Re: jsonb format is pessimal for toast compression

From: Tom Lane <tgl(at)sss(dot)pgh(dot)pa(dot)us>
To: Bruce Momjian <bruce(at)momjian(dot)us>
Cc: Peter Geoghegan <pg(at)heroku(dot)com>, Stephen Frost <sfrost(at)snowman(dot)net>, Robert Haas <robertmhaas(at)gmail(dot)com>, Kevin Grittner <kgrittn(at)ymail(dot)com>, "pgsql-hackers(at)postgresql(dot)org" <pgsql-hackers(at)postgresql(dot)org>, Larry White <ljw1001(at)gmail(dot)com>
Subject: Re: jsonb format is pessimal for toast compression
Date: 2014-08-14 00:52:30
Message-ID: 14953.1407977550@sss.pgh.pa.us
Views: Raw Message | Whole Thread | Download mbox | Resend email
Thread:
Lists: pgsql-hackers

Bruce Momjian <bruce(at)momjian(dot)us> writes:
> Seems we have two issues:
> 1) the header makes testing for compression likely to fail
> 2) use of pointers rather than offsets reduces compression potential

> I understand we are focusing on #1, but how much does compression reduce
> the storage size with and without #2? Seems we need to know that answer
> before deciding if it is worth reducing the ability to do fast lookups
> with #2.

That's a fair question.
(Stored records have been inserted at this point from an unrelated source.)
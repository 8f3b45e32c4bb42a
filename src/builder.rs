//! Unified cache builder and thread-safe facade for all eviction policies.
//!
//! [`CacheBuilder`] validates the configuration once and picks the engine;
//! [`Cache`] then routes every call to that engine inside a single
//! `parking_lot::Mutex`, so concurrent callers see fully serialized
//! operations. The engine is fixed for the lifetime of the cache.
//!
//! ## Example
//!
//! ```rust
//! use cachelab::builder::{CacheBuilder, CachePolicy};
//! use cachelab::error::CacheError;
//!
//! let cache = CacheBuilder::new(100)
//!     .build::<u64, String>(CachePolicy::Lru)
//!     .unwrap();
//! cache.set(1, "hello".to_string());
//! assert_eq!(cache.get(&1), Ok("hello".to_string()));
//! assert_eq!(cache.get(&2), Err(CacheError::KeyNotFound));
//! ```

use std::fmt;
use std::hash::Hash;
use std::time::Duration;

use parking_lot::Mutex;
use tracing::debug;

use crate::error::{CacheError, ConfigError};
#[cfg(feature = "metrics")]
use crate::metrics::{
    metrics_impl::CacheMetrics, snapshot::CacheMetricsSnapshot, traits::CoreMetricsRecorder,
};
use crate::policy::arc::ArcCache;
use crate::policy::fifo::FifoCache;
use crate::policy::lfu::LfuCache;
use crate::policy::lru::LruCache;
use crate::policy::ttl::TtlCache;
use crate::traits::CoreCache;

/// Available cache eviction policies.
#[derive(Debug, Clone, Copy, PartialEq, Eq)]
pub enum CachePolicy {
    /// First In, First Out eviction.
    Fifo,
    /// Least Recently Used eviction.
    Lru,
    /// Least Frequently Used eviction, oldest first on ties.
    Lfu,
    /// Entries expire `ttl` after their last `set`.
    Ttl { ttl: Duration },
    /// Adaptive Replacement Cache.
    Arc,
}

impl CachePolicy {
    /// Short lowercase name, used in log fields.
    pub fn name(&self) -> &'static str {
        match self {
            CachePolicy::Fifo => "fifo",
            CachePolicy::Lru => "lru",
            CachePolicy::Lfu => "lfu",
            CachePolicy::Ttl { .. } => "ttl",
            CachePolicy::Arc => "arc",
        }
    }
}

impl fmt::Display for CachePolicy {
    fn fmt(&self, f: &mut fmt::Formatter<'_>) -> fmt::Result {
        f.write_str(self.name())
    }
}

enum CacheInner<K, V> {
    Fifo(FifoCache<K, V>),
    Lru(LruCache<K, V>),
    Lfu(LfuCache<K, V>),
    Ttl(TtlCache<K, V>),
    Arc(ArcCache<K, V>),
}

impl<K, V> CacheInner<K, V>
where
    K: Eq + Hash + Clone,
{
    fn as_core(&self) -> &dyn CoreCache<K, V> {
        match self {
            CacheInner::Fifo(fifo) => fifo,
            CacheInner::Lru(lru) => lru,
            CacheInner::Lfu(lfu) => lfu,
            CacheInner::Ttl(ttl) => ttl,
            CacheInner::Arc(arc) => arc,
        }
    }

    fn as_core_mut(&mut self) -> &mut dyn CoreCache<K, V> {
        match self {
            CacheInner::Fifo(fifo) => fifo,
            CacheInner::Lru(lru) => lru,
            CacheInner::Lfu(lfu) => lfu,
            CacheInner::Ttl(ttl) => ttl,
            CacheInner::Arc(arc) => arc,
        }
    }
}

struct Shared<K, V> {
    engine: CacheInner<K, V>,
    #[cfg(feature = "metrics")]
    metrics: CacheMetrics,
}

/// Thread-safe cache with a fixed eviction policy.
///
/// Values are cloned out on `get`, since a reference cannot outlive the lock.
/// `Cache<K, V>` is `Send + Sync` when `K` and `V` are `Send`.
pub struct Cache<K, V> {
    shared: Mutex<Shared<K, V>>,
    policy: CachePolicy,
}

impl<K, V> Cache<K, V>
where
    K: Eq + Hash + Clone,
    V: Clone,
{
    /// FIFO cache with room for `capacity` entries.
    pub fn fifo(capacity: usize) -> Result<Self, ConfigError> {
        CacheBuilder::new(capacity).build(CachePolicy::Fifo)
    }

    /// LRU cache with room for `capacity` entries.
    pub fn lru(capacity: usize) -> Result<Self, ConfigError> {
        CacheBuilder::new(capacity).build(CachePolicy::Lru)
    }

    /// LFU cache with room for `capacity` entries.
    pub fn lfu(capacity: usize) -> Result<Self, ConfigError> {
        CacheBuilder::new(capacity).build(CachePolicy::Lfu)
    }

    /// TTL cache with room for `capacity` entries, each living `ttl`.
    pub fn ttl(capacity: usize, ttl: Duration) -> Result<Self, ConfigError> {
        CacheBuilder::new(capacity).build(CachePolicy::Ttl { ttl })
    }

    /// ARC cache with room for `capacity` resident entries.
    pub fn arc(capacity: usize) -> Result<Self, ConfigError> {
        CacheBuilder::new(capacity).build(CachePolicy::Arc)
    }

    fn from_engine(engine: CacheInner<K, V>, policy: CachePolicy) -> Self {
        Self {
            shared: Mutex::new(Shared {
                engine,
                #[cfg(feature = "metrics")]
                metrics: CacheMetrics::new(),
            }),
            policy,
        }
    }

    /// The policy this cache was built with.
    pub fn policy(&self) -> CachePolicy {
        self.policy
    }

    /// Inserts or updates `key`, returning the previous value if it existed.
    pub fn set(&self, key: K, value: V) -> Option<V> {
        let mut shared = self.shared.lock();
        #[cfg(feature = "metrics")]
        let before = shared.engine.as_core().len();

        let previous = shared.engine.as_core_mut().set(key, value);

        #[cfg(feature = "metrics")]
        {
            let after = shared.engine.as_core().len();
            if previous.is_some() {
                shared.metrics.record_set_update();
            } else {
                shared.metrics.record_set_new();
                let dropped = (before + 1).saturating_sub(after) as u64;
                if dropped > 0 {
                    shared.metrics.record_evictions(dropped);
                }
            }
        }
        previous
    }

    /// Returns a clone of the value for `key`.
    pub fn get(&self, key: &K) -> Result<V, CacheError> {
        let mut shared = self.shared.lock();
        #[cfg(feature = "metrics")]
        let was_resident = shared.engine.as_core().contains(key);

        let result = shared.engine.as_core_mut().get(key).cloned();

        #[cfg(feature = "metrics")]
        {
            if result.is_ok() {
                shared.metrics.record_get_hit();
            } else {
                shared.metrics.record_get_miss();
                if was_resident {
                    shared.metrics.record_expirations(1);
                }
            }
        }
        result
    }

    /// Removes `key`, returning its value.
    pub fn delete(&self, key: &K) -> Result<V, CacheError> {
        let mut shared = self.shared.lock();
        let result = shared.engine.as_core_mut().delete(key);
        #[cfg(feature = "metrics")]
        shared.metrics.record_delete(result.is_ok());
        result
    }

    /// Removes every entry.
    pub fn clear(&self) {
        let mut shared = self.shared.lock();
        let removed = shared.engine.as_core().len();
        shared.engine.as_core_mut().clear();
        #[cfg(feature = "metrics")]
        shared.metrics.record_clear();
        debug!(policy = self.policy.name(), removed, "cache cleared");
    }

    /// Drops expired entries now. Always 0 for policies without expiry.
    pub fn purge_expired(&self) -> usize {
        let mut shared = self.shared.lock();
        let removed = match &mut shared.engine {
            CacheInner::Ttl(ttl) => ttl.purge_expired(),
            _ => 0,
        };
        #[cfg(feature = "metrics")]
        {
            shared.metrics.record_expirations(removed as u64);
        }
        removed
    }

    /// Checks residency without touching access state.
    pub fn contains(&self, key: &K) -> bool {
        self.shared.lock().engine.as_core().contains(key)
    }

    pub fn len(&self) -> usize {
        self.shared.lock().engine.as_core().len()
    }

    pub fn is_empty(&self) -> bool {
        self.len() == 0
    }

    pub fn capacity(&self) -> usize {
        self.shared.lock().engine.as_core().capacity()
    }

    /// Copies the current counters and gauges.
    #[cfg(feature = "metrics")]
    pub fn metrics_snapshot(&self) -> CacheMetricsSnapshot {
        let shared = self.shared.lock();
        let core = shared.engine.as_core();
        shared.metrics.snapshot_with(core.len(), core.capacity())
    }
}

impl<K, V> fmt::Debug for Cache<K, V> {
    fn fmt(&self, f: &mut fmt::Formatter<'_>) -> fmt::Result {
        f.debug_struct("Cache")
            .field("policy", &self.policy)
            .finish_non_exhaustive()
    }
}

/// Builder for creating cache instances.
#[derive(Debug, Clone, Copy)]
pub struct CacheBuilder {
    capacity: usize,
}

impl CacheBuilder {
    /// Create a new cache builder with the specified capacity.
    pub fn new(capacity: usize) -> Self {
        Self { capacity }
    }

    /// Build a cache with the specified policy.
    ///
    /// Fails if the capacity is zero, or if a TTL policy carries a zero
    /// duration.
    ///
    /// # Example
    ///
    /// ```rust
    /// use std::time::Duration;
    /// use cachelab::builder::{CacheBuilder, CachePolicy};
    ///
    /// let arc = CacheBuilder::new(64).build::<u64, String>(CachePolicy::Arc);
    /// assert!(arc.is_ok());
    ///
    /// let ttl = CacheBuilder::new(64)
    ///     .build::<u64, String>(CachePolicy::Ttl { ttl: Duration::from_secs(5) });
    /// assert!(ttl.is_ok());
    ///
    /// assert!(CacheBuilder::new(0).build::<u64, String>(CachePolicy::Lru).is_err());
    /// ```
    pub fn build<K, V>(self, policy: CachePolicy) -> Result<Cache<K, V>, ConfigError>
    where
        K: Eq + Hash + Clone,
        V: Clone,
    {
        let capacity = self.capacity;
        let engine = match policy {
            CachePolicy::Fifo => CacheInner::Fifo(FifoCache::try_new(capacity)?),
            CachePolicy::Lru => CacheInner::Lru(LruCache::try_new(capacity)?),
            CachePolicy::Lfu => CacheInner::Lfu(LfuCache::try_new(capacity)?),
            CachePolicy::Ttl { ttl } => CacheInner::Ttl(TtlCache::try_new(capacity, ttl)?),
            CachePolicy::Arc => CacheInner::Arc(ArcCache::try_new(capacity)?),
        };
        debug!(policy = policy.name(), capacity, "cache constructed");
        Ok(Cache::from_engine(engine, policy))
    }
}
I did a very very simple hack to replace the item
offsets with item lengths -- turns out that that mostly requires removing
some code that changes lengths to offsets ;-). I then loaded up Larry's
example of a noncompressible JSON value, and compared pg_column_size()
which is just about the right thing here since it reports datum size after
compression. Remembering that the textual representation is 12353 bytes:

json: 382 bytes
jsonb, using offsets: 12593 bytes
jsonb, using lengths: 406 bytes

So this confirms my suspicion that the choice of offsets not lengths
is what's killing compressibility. If it used lengths, jsonb would be
very nearly as compressible as the original text.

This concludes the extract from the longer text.